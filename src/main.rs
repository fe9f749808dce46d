// Copyright (c) 2025 Steve Wagner (ciroque@live.com)
// SPDX-License-Identifier: MIT

use std::path::{Path, PathBuf};
use std::process;
use std::rc::Rc;

use anyhow::{Context, Result};
use clap::{Parser, Subcommand};
use iact_pipeline::backends::local::LocalTaskFactory;
use iact_pipeline::config::{load_and_validate_config, RuntimeBuilder};
use iact_pipeline::engine::RunSummary;
use iact_pipeline::observability::{init_logging, TracingStatusDisplay};

#[derive(Parser)]
#[command(name = "iact-pipeline")]
#[command(about = "Run event-processing task pipelines described in YAML or TOML")]
#[command(version = env!("CARGO_PKG_VERSION"))]
struct Cli {
    /// Default log filter, overridden by RUST_LOG
    #[arg(long, global = true, env = "IACT_LOG_LEVEL", default_value = "warn")]
    log_level: String,

    #[command(subcommand)]
    command: Commands,
}

#[derive(Subcommand)]
enum Commands {
    /// Build a pipeline and run its event loop
    Run {
        /// Pipeline configuration (.yaml, .yml or .toml)
        config: PathBuf,

        /// Stop after this many events, overriding the configuration
        #[arg(long)]
        max_events: Option<u64>,

        /// Stream the loop starts in, overriding the configuration
        #[arg(long)]
        stream: Option<String>,

        /// Print the run summary as JSON instead of a table
        #[arg(long)]
        json: bool,

        /// Log the two-line progress display
        #[arg(long)]
        status: bool,
    },

    /// Check a configuration without running it
    Validate {
        config: PathBuf,
    },

    /// List the task kinds a configuration may use
    Kinds,
}

fn main() {
    let cli = Cli::parse();
    init_logging(&cli.log_level);

    let result = match cli.command {
        Commands::Run {
            config,
            max_events,
            stream,
            json,
            status,
        } => run(&config, max_events, stream, json, status),
        Commands::Validate { config } => validate(&config),
        Commands::Kinds => {
            list_kinds();
            Ok(())
        }
    };

    if let Err(error) = result {
        eprintln!("❌ {:#}", error);
        process::exit(1);
    }
}

fn run(
    config_file: &Path,
    max_events: Option<u64>,
    stream: Option<String>,
    json: bool,
    status: bool,
) -> Result<()> {
    let mut config = load_and_validate_config(config_file)
        .with_context(|| format!("Failed to load {}", config_file.display()))?;
    if max_events.is_some() {
        config.event_loop.max_events = max_events;
    }
    if let Some(stream) = stream {
        config.event_loop.stream = stream;
    }

    let mut event_loop = RuntimeBuilder::from_config(&config)
        .with_context(|| format!("Failed to build the pipeline in {}", config_file.display()))?;
    if status {
        event_loop = event_loop.with_display(Rc::new(TracingStatusDisplay));
    }

    let summary = event_loop.run().context("Event loop failed")?;

    if json {
        println!("{}", serde_json::to_string_pretty(&summary)?);
    } else {
        print_summary(config_file, &summary);
    }
    Ok(())
}

fn print_summary(config_file: &Path, summary: &RunSummary) {
    println!("📋 Configuration: {}", config_file.display());
    println!("🔢 Events: {}", summary.events);
    if summary.continued_events > 0 {
        println!("⏭️  Cut short: {}", summary.continued_events);
    }
    println!("🏁 Outcome: {}", summary.outcome.as_str());
    println!("⏱️  Duration: {:?}", summary.duration);
    println!();
    for line in summary.statistics.lines() {
        println!("{}", line);
    }
}

fn validate(config_file: &Path) -> Result<()> {
    let config = load_and_validate_config(config_file)
        .with_context(|| format!("{} is not a valid pipeline", config_file.display()))?;
    println!(
        "✅ {}: {} task(s) under '{}'",
        config_file.display(),
        config.task_list.count(),
        config.task_list.name
    );
    Ok(())
}

fn list_kinds() {
    for kind in LocalTaskFactory::list_available_kinds() {
        let role = if LocalTaskFactory::is_filter_kind(kind) {
            "filter"
        } else if LocalTaskFactory::is_composite_kind(kind) {
            "composite"
        } else {
            "task"
        };
        println!("{:<16} {}", kind, role);
    }
}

__Exercise brief__
Locate the word "Parser" in the entries, and copy every line where it is found.

__Answer for the task__
use clap::{Parser, Subcommand};
#[derive(Parser)]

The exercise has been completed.